Axel era bagunçado e deixava tudo para o último momento. Klaus era o oposto, organizado e metódico. Eles discutiam o tempo todo! Mas a tensão entre eles deu muito certo e – pelo menos, para este brasileiro que vos escreve – a viagem funcionou espetacularmente bem!
Assim como meus saudosos guias, na minha equipe de trabalho, tenho outros exemplos de pessoas com percepções diversas do que é tempo e, por consequência, do que é produtividade.
Eis uma lista que desenvolvi das diferentes “tribos do tempo” (caso você conheça uma que eu não incluí, por favor, escreva nos comentários do artigo):
– Procrastinadores criativos: precisam da adrenalina de “o prazo é amanhã” para ser absolutamente brilhantes no que fazem. Tendem a apresentar contribuições espetaculares, mas podem enlouquecer seus colegas pela falta de organização e método.
– Debatedores: para eles, a fricção tem que produzir mais luz que calor. Em outras palavras: algumas pessoas dependem do debate acalorado para produzir o melhor de si. Assim como os procrastinadores criativos, enquanto os debatedores entregam ótimos resultados, o resto de nós fica alucinando ao redor.
– Impulsivos construtivos: atribuem grande valor ao “aqui e agora” e preferem lidar com suas tarefas imediatamente ou, pelo menos, ainda hoje. Por outro lado, se recusam a refletir sobre lições aprendidas em projetos recém-encerrados e, muito menos, nos que deram certo.
– Turma do “to do”: tem listinha para tudo, desde o que vão comprar no supermercado até o que vão dizer para o médico durante a consulta. Sempre entregam no prazo, mas alguns perdem a noção do todo em meio ao checklist de tarefas, o que pode acabar afetando a qualidade do que entregam. Há, ainda, o subgrupo dos que querem tanto cruzar aquele item da lista que acabam entregando o filé mal passado.
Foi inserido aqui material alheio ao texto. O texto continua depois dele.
use axum::{debug_handler, extract::State, Json};
use serde::Deserialize;
use serde_json::{json, Value};

use super::UserService;
use crate::error::AppResult;
use crate::AppState;

#[derive(Deserialize)]
pub(crate) struct LoginRequest {
    email: String,
    // accepted for wire compatibility; never checked against the directory
    #[allow(dead_code)]
    password: Option<String>,
    rol_deseado: String,
}

#[debug_handler(state = AppState)]
pub(crate) async fn login(
    State(users): State<UserService>,
    Json(req): Json<LoginRequest>,
) -> AppResult<Json<Value>> {
    let check = users.check_role(&req.email, &req.rol_deseado).await?;
    Ok(Json(json!({
        "message": "Inicio de sesión exitoso",
        "uid": check.uid,
        "email": check.email,
        "tipo_usuario": check.role,
    })))
}
//! Cart Line Model

use serde::{Deserialize, Serialize};

use super::food::FoodItem;

/// One item in the cart plus its requested quantity (always >= 1)
#[derive(Debug, Clone, PartialEq, Eq, Serialize, Deserialize)]
pub struct CartLine {
    pub item: FoodItem,
    pub quantity: u32,
}

impl CartLine {
    pub fn new(item: FoodItem, quantity: u32) -> Self {
        Self {
            item,
            quantity: quantity.max(1),
        }
    }

    pub fn id(&self) -> &str {
        &self.item.id
    }

    /// Parsed unit price × quantity, saturating at `i64::MAX`
    pub fn line_total(&self) -> i64 {
        self.item.unit_price().saturating_mul(i64::from(self.quantity))
    }

    /// `"2 pcs × Rp 15.000"`
    pub fn quantity_label(&self) -> String {
        format!("{} pcs × {}", self.quantity, self.item.price)
    }
}

#[cfg(test)]
mod tests {
    use super::*;

    #[test]
    fn test_line_total() {
        let line = CartLine::new(FoodItem::new("1", "Ayam", "Rp 10.000"), 2);
        assert_eq!(line.line_total(), 20000);
        assert_eq!(line.quantity_label(), "2 pcs × Rp 10.000");
    }

    #[test]
    fn test_quantity_is_at_least_one() {
        let line = CartLine::new(FoodItem::new("1", "Ayam", "Rp 10.000"), 0);
        assert_eq!(line.quantity, 1);
    }

    #[test]
    fn test_huge_line_total_saturates() {
        let line = CartLine::new(FoodItem::new("1", "Mahal", "Rp 9.000.000.000.000.000.000"), u32::MAX);
        assert_eq!(line.line_total(), i64::MAX);
    }

    #[test]
    fn test_unparsable_price_totals_zero() {
        let line = CartLine::new(FoodItem::new("1", "Es Teh", "Gratis"), 3);
        assert_eq!(line.line_total(), 0);
    }
}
– Corujas e cotovias: enquanto as corujas estão engatando a marcha às 17h e são mais produtivas à noite, as cotovias produzem melhor pela manhã e pifam antes do almoço. Quem já não teve ambas juntas na mesma equipe?
O grande desafio é aprender a conviver com todas as “tribos do tempo” – e, eventualmente, ao mesmo tempo (com o perdão da repetição). E não para por aí.Nas empresas, prevalece um clima de “sempre ligado”, segundo o qual todos devem estar disponíveis 24/7, dando o seu melhor a qualquer momento e – pior – compartilhando da mesma percepção do que significa um “minuto”, uma “semana”, um “ano”. Em suma, é fonte segura de frustração.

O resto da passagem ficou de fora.